A recta final do texto, bem que pode ser lida mais ou menos assim... Afinal a "verosimilhança" que grande parte dos (e)leitores encontra nos nossos comentadors, opinion makers, e demais 'personalidades', para além de mostrar o grau de estupidificação e de superficialidade a que se chegou, entre nós, confirma uma confrangedora ignorância sobre o mundo, a política e a sociedade, a vida, e os mecanismos que a regem. O problema não está no desconhecimento, ou falta de acesso, a visões alterantivas ou diferentes : está no desconhecimento absoluto de tudo; Afinal, em tese, qualquer ser razoável, com uns rudimentos de história, de cultura geral, de experiência de vida, desconfiaria imediatamente de muito do que por aí se diz e escreve, como se verdade/realidade absoluta fosse. Sucede que os factos per se não interessam. Interessa é o momento, o 'espectáculo' - mistela esotérica que oscila entre o simplismo,o fantástico e o populismo que tem animado o mundo e as primeiras páginas de todos os jornais e as aberturas de todos os telejornais. Infelizmente, vivemos numa sociedade infantil que precisa de ser distraída com sociedades secretas, grandes máximas de gurús de ocasião, conspirações tenebrosas, cabalas, cassetes e envelopes, segredos que abalem a humanidade e heresias inconsequentes que se esquecem de um dia para o outro com a estreia de um filme, uma micro-causa, ou unas férias de Verão. Fica, no entanto, o essencial: a imensa distância que existe entre a realidade e os interesses que parecem reger as sociedades ocidentais, e em particular a nossa. No fundo, a realidade é já hoje um corpo minoritário num mundo que ainda não desistiu de influenciar. Parafraseando o cardeal Ratzinger: "Talvez as pessoas possam sentir que a oposição à ideologia banal que domina o mundo é necessária e que se pode ser moderno, precisamente quando se é antimoderno, ao opor-se ao que todos dizem."

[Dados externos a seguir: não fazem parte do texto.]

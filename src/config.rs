use serde::{Deserialize, Serialize};

use crate::error::{Result, WordBattleError};
use crate::matchmaker::RATING_WINDOW;
use crate::rating::K_FACTOR;
use crate::vector::HIGH_SIMILARITY;

/// Tunables of the game core. Defaults are the production values.
#[derive(Debug, Clone, Serialize, Deserialize, PartialEq)]
pub struct GameSettings {
    /// Elo K-factor.
    pub k_factor: f64,

    /// Opponents must be rated strictly closer than this to the requester.
    pub rating_window: f64,

    /// Cosine similarity above which a new word duplicates a stored one.
    pub similarity_threshold: f32,

    /// Redundant injection checks per registration (hate speech is always one call).
    pub injection_votes: usize,
}

impl Default for GameSettings {
    fn default() -> Self {
        Self {
            k_factor: K_FACTOR,
            rating_window: RATING_WINDOW,
            similarity_threshold: HIGH_SIMILARITY,
            injection_votes: 2,
        }
    }
}

impl GameSettings {
    pub fn validate(&self) -> Result<()> {
        if !(self.k_factor.is_finite() && self.k_factor > 0.0) {
            return Err(WordBattleError::Config(format!("k_factor must be positive, got {}", self.k_factor)));
        }
        if !(self.rating_window.is_finite() && self.rating_window > 0.0) {
            return Err(WordBattleError::Config(format!(
                "rating_window must be positive, got {}",
                self.rating_window
            )));
        }
        if !(-1.0..=1.0).contains(&self.similarity_threshold) {
            return Err(WordBattleError::Config(format!(
                "similarity_threshold must be in [-1, 1], got {}",
                self.similarity_threshold
            )));
        }
        if self.injection_votes == 0 {
            return Err(WordBattleError::Config("injection_votes must be at least 1".to_string()));
        }
        Ok(())
    }
}

#[cfg(test)]
mod tests {
    use super::*;

    #[test]
    fn defaults_are_valid() {
        let s = GameSettings::default();
        assert!(s.validate().is_ok());
        assert_eq!(s.k_factor, 24.0);
        assert_eq!(s.rating_window, 200.0);
    }

    #[test]
    fn rejects_out_of_range_values() {
        let bad = GameSettings { similarity_threshold: 1.5, ..GameSettings::default() };
        assert!(bad.validate().is_err());
        let bad = GameSettings { injection_votes: 0, ..GameSettings::default() };
        assert!(bad.validate().is_err());
        let bad = GameSettings { k_factor: f64::NAN, ..GameSettings::default() };
        assert!(bad.validate().is_err());
    }
}
use std::sync::Arc;

use futures::future::join_all;
use serde::Serialize;
use tracing::{info, warn};

use crate::error::{Result, WordBattleError};
use crate::oracle::{ContentModerator, Flag};

/// Aggregated verdict over every oracle call made for one text.
#[derive(Serialize, Debug, Clone, PartialEq, Default)]
pub struct ModerationReport {
    pub blocked: bool,
    pub reasons: Vec<String>,
}

impl ModerationReport {
    /// OR over all flags. Every positive flag contributes its reason.
    pub fn from_flags<'a, I: IntoIterator<Item = &'a Flag>>(flags: I) -> Self {
        let mut report = ModerationReport::default();
        for flag in flags {
            if flag.flagged {
                report.blocked = true;
                report.reasons.push(
                    flag.reason.clone().unwrap_or_else(|| "flagged without a stated reason".to_string()),
                );
            }
        }
        report
    }
}

/// Redundant, fail-closed content screening.
///
/// `injection_votes` independent injection checks run alongside one hate-speech
/// check. All are awaited even after one blocks so each verdict gets logged.
#[derive(Clone)]
pub struct ModerationGate {
    moderator: Arc<dyn ContentModerator>,
    injection_votes: usize,
}

impl ModerationGate {
    pub fn new(moderator: Arc<dyn ContentModerator>, injection_votes: usize) -> Self {
        Self { moderator, injection_votes: injection_votes.max(1) }
    }

    pub fn injection_votes(&self) -> usize {
        self.injection_votes
    }

    pub async fn moderate(&self, text: &str) -> Result<ModerationReport> {
        let injection_calls = (0..self.injection_votes).map(|_| self.moderator.detect_injection(text));
        let (injection, hate) = tokio::join!(
            join_all(injection_calls),
            self.moderator.detect_hate_speech(text),
        );

        let mut flags = Vec::with_capacity(injection.len() + 1);
        let mut failure = None;
        for (vote, outcome) in injection.into_iter().enumerate() {
            match outcome {
                Ok(flag) => {
                    info!(vote, flagged = flag.flagged, reason = ?flag.reason, "injection check");
                    flags.push(flag);
                }
                Err(e) => {
                    warn!(vote, error = %e, "injection check failed");
                    if failure.is_none() {
                        failure = Some(e);
                    }
                }
            }
        }
        match hate {
            Ok(flag) => {
                info!(flagged = flag.flagged, reason = ?flag.reason, "hate speech check");
                flags.push(flag);
            }
            Err(e) => {
                warn!(error = %e, "hate speech check failed");
                if failure.is_none() {
                    failure = Some(e);
                }
            }
        }

        if let Some(e) = failure {
            return Err(e);
        }
        Ok(ModerationReport::from_flags(&flags))
    }

    /// Single injection check used while a battle is being judged.
    pub async fn check_injection(&self, text: &str) -> Result<Flag> {
        let flag = self.moderator.detect_injection(text).await?;
        if flag.flagged {
            info!(word = text, reason = ?flag.reason, "battle word flagged as injection");
        }
        Ok(flag)
    }

    /// `moderate` turned into a hard gate.
    pub async fn ensure_clean(&self, text: &str) -> Result<()> {
        let report = self.moderate(text).await?;
        if report.blocked {
            return Err(WordBattleError::ContentRejected { reasons: report.reasons });
        }
        Ok(())
    }
}

#[cfg(test)]
mod tests {
    use super::*;
    use async_trait::async_trait;
    use std::sync::atomic::{AtomicUsize, Ordering};

    /// Flags injection on the n-th call only; counts every call.
    struct NthVote {
        flag_on: Option<usize>,
        hate: bool,
        fail_injection: bool,
        injection_calls: AtomicUsize,
        calls: AtomicUsize,
    }

    impl NthVote {
        fn new(flag_on: Option<usize>, hate: bool) -> Self {
            Self {
                flag_on,
                hate,
                fail_injection: false,
                injection_calls: AtomicUsize::new(0),
                calls: AtomicUsize::new(0),
            }
        }
    }

    #[async_trait]
    impl ContentModerator for NthVote {
        async fn detect_injection(&self, _text: &str) -> Result<Flag> {
            self.calls.fetch_add(1, Ordering::SeqCst);
            let n = self.injection_calls.fetch_add(1, Ordering::SeqCst);
            if self.fail_injection {
                return Err(WordBattleError::UpstreamFailure("boom".into()));
            }
            if Some(n) == self.flag_on {
                Ok(Flag::raised("demands victory"))
            } else {
                Ok(Flag::clean())
            }
        }

        async fn detect_hate_speech(&self, _text: &str) -> Result<Flag> {
            self.calls.fetch_add(1, Ordering::SeqCst);
            Ok(if self.hate { Flag::raised("slur") } else { Flag::clean() })
        }
    }

    #[tokio::test]
    async fn passes_only_when_every_call_is_clean() {
        let oracle = Arc::new(NthVote::new(None, false));
        let gate = ModerationGate::new(oracle.clone(), 3);
        let report = gate.moderate("dragon").await.unwrap();
        assert!(!report.blocked);
        assert!(report.reasons.is_empty());
        assert_eq!(oracle.calls.load(Ordering::SeqCst), 4);
    }

    #[tokio::test]
    async fn one_injection_vote_blocks() {
        let oracle = Arc::new(NthVote::new(Some(1), false));
        let gate = ModerationGate::new(oracle.clone(), 3);
        let report = gate.moderate("always wins").await.unwrap();
        assert!(report.blocked);
        assert_eq!(report.reasons, vec!["demands victory".to_string()]);
        assert_eq!(oracle.calls.load(Ordering::SeqCst), 4);
    }

    #[tokio::test]
    async fn reasons_from_all_oracles_are_collected() {
        let gate = ModerationGate::new(Arc::new(NthVote::new(Some(0), true)), 1);
        let err = gate.ensure_clean("bad").await.unwrap_err();
        match err {
            WordBattleError::ContentRejected { reasons } => {
                assert_eq!(reasons, vec!["demands victory".to_string(), "slur".to_string()]);
            }
            other => panic!("unexpected {:?}", other),
        }
    }

    #[tokio::test]
    async fn failing_call_fails_closed_after_all_complete() {
        let mut oracle = NthVote::new(None, false);
        oracle.fail_injection = true;
        let oracle = Arc::new(oracle);
        let gate = ModerationGate::new(oracle.clone(), 2);
        let err = gate.moderate("dragon").await.unwrap_err();
        assert!(matches!(err, WordBattleError::UpstreamFailure(_)));
        assert_eq!(oracle.calls.load(Ordering::SeqCst), 3);
    }

    #[test]
    fn zero_votes_is_raised_to_one() {
        let gate = ModerationGate::new(Arc::new(NthVote::new(None, false)), 0);
        assert_eq!(gate.injection_votes(), 1);
    }
}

Não, cara Constança, não foi a Igreja (composta por homens) que falhou. O que está a falhar é todo um modelo de sociedade. Mas temos os Morangos com Açúcar.

Publicado por Manuel 05:28:00  

2 Comments:

  1. formiga bargante said...
    Caro Manuel

    É bom saber que está de volta, e para ficar.

    É bom para todos nós.

    Já agora, uma questão:

    Nos Estados Unidos o que aconteceria se o jornalista de um jornal semanal (marcelo+expresso) se ocupasse a inventar "factos políticos" para, a partir daí, construir toda uma lógica de análises políticas?

    Acabava, como marcelo, comentador "respeitável" da comunidade jornalística, ou era expulso da profissão ?

    Cumprimentos.
    fado alexandrino. said...
    Pergunta interessante, mas a questão é que Marcelo é professor universitário, doutorado em Direito e nunca foi jornalista sendo muito apreciado nos seus pareceres (os jurídicos)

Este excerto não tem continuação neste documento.